Level Two. We now wheel the primary versus secondary quality distinction onto the field. An R1 at Level One has both primary and secondary qualities. The tree I see when I look out my window has both primary and secondary qualities. To mention just two of its primary qualities, it has a size and a shape. To mention just one of its secondary qualities it is green in color. At Level Two, R1 is stripped of its secondary qualities, and left with its primary qualities alone. We are now operating within the 'scientific image.' What was R1 at Level One is now A2 at Level Two. The real extra-mental tree of Level One is now taken to be an appearance of a deeper reality R2 at Level Two. Thus:
A1 -------------------> R1
(R1 = A2) --------------------> R2
A1 is a representation 'in' the mind of a psychophysical being, a human animal for example. The arrows stand for the representing relation. There is difference between the two relations depicted, but I cannot go into this now. What A1 represents (or presents, stellt vor) is an empirical object R1 endowed with primary and secondary qualities. The secondary qualities are perceived at the object even though, at Level Two, they are understood to be merely relational properties of R2 due to the affection (causal impact) of the thing R2 upon the sensory receptors of the psychophysical subject. Thus R2 in itself is not colored, etc. But R2 is in space and possesses a location, a size, a shape, a volume, etc. It is either at rest or in motion which implies the possibility of translation and rotation, etc. which motions bring objective time into the picture.

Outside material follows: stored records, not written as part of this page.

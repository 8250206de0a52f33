#![allow(dead_code)]

use std::collections::HashMap;
use std::sync::Mutex;
use cimarray::config::{
    AccessType, CellConfig, MemCellType, Mode, ModeFlags, ReadScheme, SubArrayConfigBuilder,
};
use cimarray::periphery::{
    AreaConstraint, AreaModify, BlockArea, BlockKind, BlockSizing, BlockTiming, LatencyRequest,
    Orientation, Parasitics, PeripheralModel,
};

pub const BLOCK_WIDTH: f64 = 2e-6;
pub const BLOCK_HEIGHT: f64 = 1e-6;
pub const RAMP_OUTPUT: f64 = 1e9;

/// Fixed dimensions and per-operation delays for one kind
#[derive(Debug, Clone, Copy, PartialEq)]
pub struct FixedBlock {
    pub width: f64,
    pub height: f64,
    pub read: f64,
    pub write: f64,
}

/// Periphery with fixed numbers per block that records every latency request.
///
/// The free dimension of a block is `BLOCK_WIDTH`/`BLOCK_HEIGHT`, per-operation read delay is
/// `(kind index + 1) * 1ns`, so every aggregate can be checked exactly.
#[derive(Debug, Default)]
pub struct FixedPeriphery {
    pub overrides: HashMap<BlockKind, FixedBlock>,
    pub requests: Mutex<Vec<(BlockSizing, LatencyRequest)>>,
}

impl FixedPeriphery {
    pub fn with(mut self, kind: BlockKind, block: FixedBlock) -> Self {
        self.overrides.insert(kind, block);
        self
    }

    pub fn block(&self, kind: BlockKind) -> FixedBlock {
        self.overrides.get(&kind).copied().unwrap_or(FixedBlock {
            width: BLOCK_WIDTH,
            height: BLOCK_HEIGHT,
            read: (kind as usize + 1) as f64 * 1e-9,
            write: (kind as usize + 1) as f64 * 2e-9,
        })
    }

    pub fn requests_for(&self, kind: BlockKind, orientation: Orientation) -> Vec<LatencyRequest> {
        self.requests
            .lock()
            .unwrap()
            .iter()
            .filter(|(s, _)| s.kind == kind && s.orientation == orientation)
            .map(|(_, r)| *r)
            .collect()
    }
}

impl PeripheralModel for FixedPeriphery {
    fn area(&self, sizing: &BlockSizing, constraint: &AreaConstraint) -> BlockArea {
        let block = self.block(sizing.kind);
        let (height, width) = match (constraint.height, constraint.width, constraint.modify) {
            (Some(height), Some(width), AreaModify::Override) => (height, width),
            (_, Some(width), _) => (block.height, width),
            (Some(height), None, _) => (height, block.width),
            (None, None, _) => (block.height, block.width),
        };
        BlockArea { width, height, area: width * height }
    }

    fn latency(&self, sizing: &BlockSizing, request: &LatencyRequest) -> BlockTiming {
        self.requests.lock().unwrap().push((*sizing, *request));
        let block = self.block(sizing.kind);
        BlockTiming {
            read_latency: block.read * request.num_read,
            write_latency: block.write * request.num_write,
            ramp_output: RAMP_OUTPUT,
        }
    }

    fn parasitics(&self, _sizing: &BlockSizing) -> Parasitics {
        Parasitics { cap_tg_gate_n: 1e-16, cap_tg_gate_p: 2e-16, cap_tg_drain: 3e-16 }
    }
}

pub fn cell(access_type: AccessType) -> CellConfig {
    CellConfig {
        mem_cell_type: MemCellType::Rram,
        access_type,
        res_mem_cell_avg: 1e5,
        cap_access_gate: 1e-17,
        cap_access_drain: 2e-17,
        write_pulse_width: 10e-9,
    }
}

/// 128x128 CMOS-access array in the mode described by `flags`
pub fn builder(flags: ModeFlags, scheme: ReadScheme) -> SubArrayConfigBuilder {
    SubArrayConfigBuilder::default()
        .cell(cell(AccessType::CmosAccess))
        .num_row(128usize)
        .num_col(128usize)
        .pitch_row(100e-9)
        .pitch_col(100e-9)
        .mode(flags)
        .read_scheme(scheme)
}

/// One flag set per mode
pub fn all_modes() -> Vec<(ModeFlags, ReadScheme, Mode)> {
    vec![
        (ModeFlags { conventional_sequential: true, ..Default::default() }, ReadScheme::Parallel, Mode::ConventionalSequential),
        (ModeFlags { conventional_parallel: true, ..Default::default() }, ReadScheme::Parallel, Mode::ConventionalParallel),
        (ModeFlags { bnn_sequential: true, ..Default::default() }, ReadScheme::Parallel, Mode::BinarySequential),
        (ModeFlags { xnor_parallel: true, ..Default::default() }, ReadScheme::Sequential, Mode::BinaryParallel),
        (ModeFlags::default(), ReadScheme::Parallel, Mode::DefaultParallel),
        (ModeFlags::default(), ReadScheme::Sequential, Mode::DefaultSequential),
    ]
}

Level Three. At this level we arrive at the phenomenon or appearance in the specifically Kantian sense. Space and time (and thus all primary qualities) are now stripped from R2 and made out to be a priori forms (or schematizations of such forms), forms that characterize the standpoint of an ectypal intellect, one whose sole mode of intuition (Anschauung) is sensible and thus receptive unlike the intellectual and thus non-sensible mode of intuition of the archetypal intellect whose intuition is creative of its objects. What exactly this standpoint of the ectypal is is a vexing question. We can say this much with assurance: it is nothing internal to the mind of a psychophysical being such as a human animal, nor is it necessarily dependent on the existence of psychophysical beings. Extending the above diagram:
(R1 = A2) --------------------> R2
(R2 = A3) -----------------------> R3 (negative noumenon)

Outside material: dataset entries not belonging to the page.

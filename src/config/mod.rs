mod error;
mod cell;
mod tech;
mod mode;
mod subarray;

pub use error::*;
pub use cell::*;
pub use tech::*;
pub use mode::*;
pub use subarray::*;
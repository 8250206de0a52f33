use std::fmt::Display;
use serde::{Deserialize, Serialize};
use tracing::debug;
use super::{LatencyRequest, PeripheralModel};

/// Catalog of the peripheral circuits a subarray can instantiate
#[derive(Debug, Clone, Copy, Deserialize, Serialize, PartialEq, Eq, PartialOrd, Ord, Hash)]
#[serde(rename_all = "snake_case")]
pub enum BlockKind {
    WlDecoder,
    WlDecoderDriver,
    WlNewDecoderDriver,
    WlSwitchMatrix,
    WlNewSwitchMatrix,
    SlSwitchMatrix,
    Mux,
    MuxDecoder,
    SarAdc,
    MultilevelSenseAmp,
    MultilevelSaEncoder,
    RowCurrentSenseAmp,
    Adder,
    Dff,
    ShiftAddInput,
    ShiftAddWeight,
}

/// Which way a block reads the array
#[derive(Debug, Clone, Copy, Default, Deserialize, Serialize, PartialEq, Eq, Hash)]
#[serde(rename_all = "snake_case")]
pub enum Orientation {
    /// Forward read: rows in, columns out
    #[default]
    Forward,
    /// Transposed read for backpropagation: columns in, rows out
    Backward,
}

#[derive(Debug, Clone, Copy, Default, PartialEq, Eq)]
pub enum AreaModify {
    /// The block sizes its free dimension itself
    #[default]
    None,
    /// Both dimensions are forced by the caller
    Override,
}

/// Dimension limits handed to a block. `None` leaves the dimension free.
#[derive(Debug, Clone, Copy, Default, PartialEq, derive_new::new)]
pub struct AreaConstraint {
    pub height: Option<f64>,
    pub width: Option<f64>,
    pub modify: AreaModify,
}

/// How many copies of a block and how wide each one is
#[derive(Debug, Clone, Copy, Deserialize, Serialize, PartialEq, Eq)]
pub struct BlockSizing {
    pub kind: BlockKind,
    pub orientation: Orientation,
    /// Parallel instances, e.g. rows driven or columns sensed
    pub units: usize,
    /// Fan of one instance: mux ratio, decoder input bits, accumulator bits, shift steps
    pub ways: usize,
}

#[derive(Debug, Clone, Copy, Default, Deserialize, Serialize, PartialEq)]
pub struct BlockArea {
    pub width: f64,
    pub height: f64,
    pub area: f64,
}

#[derive(Debug, Clone, Copy, Default, Deserialize, Serialize, PartialEq)]
pub struct BlockTiming {
    pub read_latency: f64,
    pub write_latency: f64,
    pub ramp_output: f64,
}

/// Load the block presents to whoever drives it
#[derive(Debug, Clone, Copy, Default, Deserialize, Serialize, PartialEq)]
pub struct Parasitics {
    pub cap_tg_gate_n: f64,
    pub cap_tg_gate_p: f64,
    pub cap_tg_drain: f64,
}

/// One peripheral circuit of the subarray.
///
/// Created zeroed, so a block the active mode never touches adds exactly 0 to every sum.
#[derive(Debug, Clone, Deserialize, Serialize, PartialEq)]
pub struct PeripheralBlock {
    pub sizing: BlockSizing,
    pub area: BlockArea,
    pub timing: BlockTiming,
    pub parasitics: Parasitics,
    pub instantiated: bool,
}

impl PeripheralBlock {
    pub fn new(kind: BlockKind, orientation: Orientation) -> Self {
        Self {
            sizing: BlockSizing { kind, orientation, units: 0, ways: 0 },
            area: BlockArea::default(),
            timing: BlockTiming::default(),
            parasitics: Parasitics::default(),
            instantiated: false,
        }
    }

    /// Size the block and pull its load parasitics from the model.
    /// Must run before any `calculate_*`.
    pub fn initialize(&mut self, units: usize, ways: usize, model: &dyn PeripheralModel) {
        self.sizing.units = units;
        self.sizing.ways = ways;
        self.parasitics = model.parasitics(&self.sizing);
        self.instantiated = true;
    }

    /// No-op on a block the mode did not instantiate
    pub fn calculate_area(&mut self, height: Option<f64>, width: Option<f64>, modify: AreaModify, model: &dyn PeripheralModel) {
        if !self.instantiated {
            return;
        }
        let constraint = AreaConstraint::new(height, width, modify);
        self.area = model.area(&self.sizing, &constraint);
        debug!("{} area: {:.4e} ({:.4e} x {:.4e})", self, self.area.area, self.area.height, self.area.width);
    }

    pub fn calculate_latency(&mut self, request: &LatencyRequest, model: &dyn PeripheralModel) {
        if !self.instantiated {
            return;
        }
        self.timing = model.latency(&self.sizing, request);
        debug!("{} latency: read {:.4e}, write {:.4e}", self, self.timing.read_latency, self.timing.write_latency);
    }

    pub fn kind(&self) -> BlockKind {
        self.sizing.kind
    }

    pub fn orientation(&self) -> Orientation {
        self.sizing.orientation
    }

    pub fn width(&self) -> f64 {
        self.area.width
    }

    pub fn height(&self) -> f64 {
        self.area.height
    }

    pub fn area(&self) -> f64 {
        self.area.area
    }

    pub fn read_latency(&self) -> f64 {
        self.timing.read_latency
    }

    pub fn write_latency(&self) -> f64 {
        self.timing.write_latency
    }

    pub fn ramp_output(&self) -> f64 {
        self.timing.ramp_output
    }
}

impl Display for BlockKind {
    fn fmt(&self, f: &mut std::fmt::Formatter<'_>) -> std::fmt::Result {
        let name = match self {
            Self::WlDecoder => "wlDecoder",
            Self::WlDecoderDriver => "wlDecoderDriver",
            Self::WlNewDecoderDriver => "wlNewDecoderDriver",
            Self::WlSwitchMatrix => "wlSwitchMatrix",
            Self::WlNewSwitchMatrix => "wlNewSwitchMatrix",
            Self::SlSwitchMatrix => "slSwitchMatrix",
            Self::Mux => "mux",
            Self::MuxDecoder => "muxDecoder",
            Self::SarAdc => "sarADC",
            Self::MultilevelSenseAmp => "multilevelSenseAmp",
            Self::MultilevelSaEncoder => "multilevelSAEncoder",
            Self::RowCurrentSenseAmp => "rowCurrentSenseAmp",
            Self::Adder => "adder",
            Self::Dff => "dff",
            Self::ShiftAddInput => "shiftAddInput",
            Self::ShiftAddWeight => "shiftAddWeight",
        };
        write!(f, "{}", name)
    }
}

impl Display for PeripheralBlock {
    fn fmt(&self, f: &mut std::fmt::Formatter<'_>) -> std::fmt::Result {
        match self.sizing.orientation {
            Orientation::Forward => write!(f, "{}", self.sizing.kind),
            Orientation::Backward => write!(f, "{}BP", self.sizing.kind),
        }
    }
}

(R2 = A3) is an intersubjective object. It is the objective correlate of the epistemic standpoint of an ectypal intellect. Nature for Kant is the sum-total of all such phenomena as intersubjective objects. The objectivity of R3, by contrast, is not intersubjective but absolute as befits the objective correlate of the absolute mind of the archetypal intellect, "which all men call God," to adapt a phrase from Aquinas.
The above schema leaves us with a lot of thorny questions. One such concerns double affection (Erich Adickes). Do both R3 and R2 cause sensations in psychophysical beings?
The main point, however, it is that no one who understands what Kant is trying to do could possibly assimilate his idealism to Berkeley's. There is much more to be said.